## [ABOUT THIS TASK]
Copy the listing below line for line, from its opening line to the one with "impl std::error::Error for", both included; stop there.

--

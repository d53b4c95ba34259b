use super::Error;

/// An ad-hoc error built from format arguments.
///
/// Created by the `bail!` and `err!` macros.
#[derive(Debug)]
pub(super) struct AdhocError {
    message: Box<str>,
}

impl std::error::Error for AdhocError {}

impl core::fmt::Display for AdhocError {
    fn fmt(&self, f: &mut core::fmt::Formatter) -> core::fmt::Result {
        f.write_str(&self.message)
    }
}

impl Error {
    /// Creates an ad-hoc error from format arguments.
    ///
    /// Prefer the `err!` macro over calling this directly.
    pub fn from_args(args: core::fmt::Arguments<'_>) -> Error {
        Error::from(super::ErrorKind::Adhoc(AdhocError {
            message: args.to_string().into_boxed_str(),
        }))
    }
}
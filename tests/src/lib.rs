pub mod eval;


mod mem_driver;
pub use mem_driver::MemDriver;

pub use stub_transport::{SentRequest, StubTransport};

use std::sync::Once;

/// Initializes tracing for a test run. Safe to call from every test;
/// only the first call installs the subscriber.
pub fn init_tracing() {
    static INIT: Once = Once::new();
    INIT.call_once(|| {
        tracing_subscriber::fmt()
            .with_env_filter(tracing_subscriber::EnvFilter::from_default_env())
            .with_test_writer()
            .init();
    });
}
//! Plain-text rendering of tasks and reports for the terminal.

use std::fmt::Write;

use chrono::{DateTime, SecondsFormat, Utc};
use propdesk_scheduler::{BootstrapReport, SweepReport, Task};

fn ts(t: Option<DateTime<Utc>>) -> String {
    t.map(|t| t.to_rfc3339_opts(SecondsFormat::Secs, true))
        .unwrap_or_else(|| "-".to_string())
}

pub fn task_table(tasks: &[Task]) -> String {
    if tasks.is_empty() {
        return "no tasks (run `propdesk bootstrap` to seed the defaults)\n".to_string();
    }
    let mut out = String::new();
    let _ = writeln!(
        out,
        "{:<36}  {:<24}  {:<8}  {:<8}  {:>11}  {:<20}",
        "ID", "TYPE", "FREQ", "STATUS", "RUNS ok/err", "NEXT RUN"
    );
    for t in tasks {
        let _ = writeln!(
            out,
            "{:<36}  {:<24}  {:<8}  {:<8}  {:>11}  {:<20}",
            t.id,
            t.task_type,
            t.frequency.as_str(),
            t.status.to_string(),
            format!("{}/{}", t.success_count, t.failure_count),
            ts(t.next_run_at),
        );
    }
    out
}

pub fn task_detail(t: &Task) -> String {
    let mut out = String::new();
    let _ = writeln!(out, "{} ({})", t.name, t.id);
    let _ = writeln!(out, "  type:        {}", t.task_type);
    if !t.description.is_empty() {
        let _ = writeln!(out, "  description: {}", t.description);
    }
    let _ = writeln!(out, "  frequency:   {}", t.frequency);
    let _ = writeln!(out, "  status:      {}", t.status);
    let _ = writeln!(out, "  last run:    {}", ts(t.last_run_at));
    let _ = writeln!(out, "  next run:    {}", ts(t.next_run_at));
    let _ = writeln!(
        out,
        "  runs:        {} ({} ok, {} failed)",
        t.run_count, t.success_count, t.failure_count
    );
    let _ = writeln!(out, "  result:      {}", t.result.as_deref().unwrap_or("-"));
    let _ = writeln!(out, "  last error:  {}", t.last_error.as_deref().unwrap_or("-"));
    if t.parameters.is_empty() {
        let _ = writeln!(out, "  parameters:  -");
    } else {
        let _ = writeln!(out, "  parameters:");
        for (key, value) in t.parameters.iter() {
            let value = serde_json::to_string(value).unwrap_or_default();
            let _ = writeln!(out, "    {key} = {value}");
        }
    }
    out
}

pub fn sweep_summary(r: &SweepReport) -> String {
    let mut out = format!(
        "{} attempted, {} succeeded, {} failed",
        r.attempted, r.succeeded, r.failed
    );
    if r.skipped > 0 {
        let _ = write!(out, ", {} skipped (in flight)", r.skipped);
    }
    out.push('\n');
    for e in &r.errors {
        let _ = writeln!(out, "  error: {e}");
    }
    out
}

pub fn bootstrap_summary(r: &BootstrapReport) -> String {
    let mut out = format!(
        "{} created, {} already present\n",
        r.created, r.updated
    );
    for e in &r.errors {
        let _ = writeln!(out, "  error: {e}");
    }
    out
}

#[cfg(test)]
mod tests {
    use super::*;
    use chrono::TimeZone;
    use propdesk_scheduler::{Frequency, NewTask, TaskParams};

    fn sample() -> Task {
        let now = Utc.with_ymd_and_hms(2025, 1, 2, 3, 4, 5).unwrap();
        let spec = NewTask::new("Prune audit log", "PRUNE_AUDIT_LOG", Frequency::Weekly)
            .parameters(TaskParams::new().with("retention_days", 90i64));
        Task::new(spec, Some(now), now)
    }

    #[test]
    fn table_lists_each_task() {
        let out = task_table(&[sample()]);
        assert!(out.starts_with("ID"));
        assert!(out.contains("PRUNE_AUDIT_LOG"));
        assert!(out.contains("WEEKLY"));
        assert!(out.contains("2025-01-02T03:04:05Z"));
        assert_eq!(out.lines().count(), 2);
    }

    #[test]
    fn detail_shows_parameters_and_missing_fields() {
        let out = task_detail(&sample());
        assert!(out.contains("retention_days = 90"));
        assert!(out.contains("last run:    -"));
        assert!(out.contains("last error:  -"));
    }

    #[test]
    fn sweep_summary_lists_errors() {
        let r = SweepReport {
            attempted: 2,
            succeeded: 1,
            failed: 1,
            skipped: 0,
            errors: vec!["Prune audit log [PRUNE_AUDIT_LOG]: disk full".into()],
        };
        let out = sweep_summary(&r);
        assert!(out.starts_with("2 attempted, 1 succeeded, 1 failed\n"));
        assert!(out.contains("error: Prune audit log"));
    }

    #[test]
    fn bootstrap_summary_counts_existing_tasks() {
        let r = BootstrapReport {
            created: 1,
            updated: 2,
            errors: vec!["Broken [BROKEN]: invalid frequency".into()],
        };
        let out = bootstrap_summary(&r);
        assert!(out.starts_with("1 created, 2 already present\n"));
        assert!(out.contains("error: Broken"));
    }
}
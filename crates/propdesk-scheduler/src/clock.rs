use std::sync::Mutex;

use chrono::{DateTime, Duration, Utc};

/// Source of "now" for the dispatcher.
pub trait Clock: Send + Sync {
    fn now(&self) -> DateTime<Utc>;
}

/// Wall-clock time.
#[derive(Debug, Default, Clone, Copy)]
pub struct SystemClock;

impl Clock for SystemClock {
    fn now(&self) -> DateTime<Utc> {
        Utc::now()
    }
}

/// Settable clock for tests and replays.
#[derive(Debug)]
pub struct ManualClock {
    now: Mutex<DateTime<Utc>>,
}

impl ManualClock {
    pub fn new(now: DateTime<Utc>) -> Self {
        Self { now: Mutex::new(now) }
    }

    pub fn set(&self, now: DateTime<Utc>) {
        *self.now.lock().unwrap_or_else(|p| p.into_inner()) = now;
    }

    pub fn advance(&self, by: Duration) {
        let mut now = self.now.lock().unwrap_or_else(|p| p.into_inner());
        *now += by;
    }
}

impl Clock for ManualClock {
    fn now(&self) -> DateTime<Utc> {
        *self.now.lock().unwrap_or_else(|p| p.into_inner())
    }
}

--

## [SOLUTION BELOW]
repository d53b4c95ba34259b
use super::Error;

/// An ad-hoc error built from format arguments.
///
/// Created by the `bail!` and `err!` macros.
#[derive(Debug)]
pub(super) struct AdhocError {
    message: Box<str>,
}

impl std::error::Error for AdhocError {}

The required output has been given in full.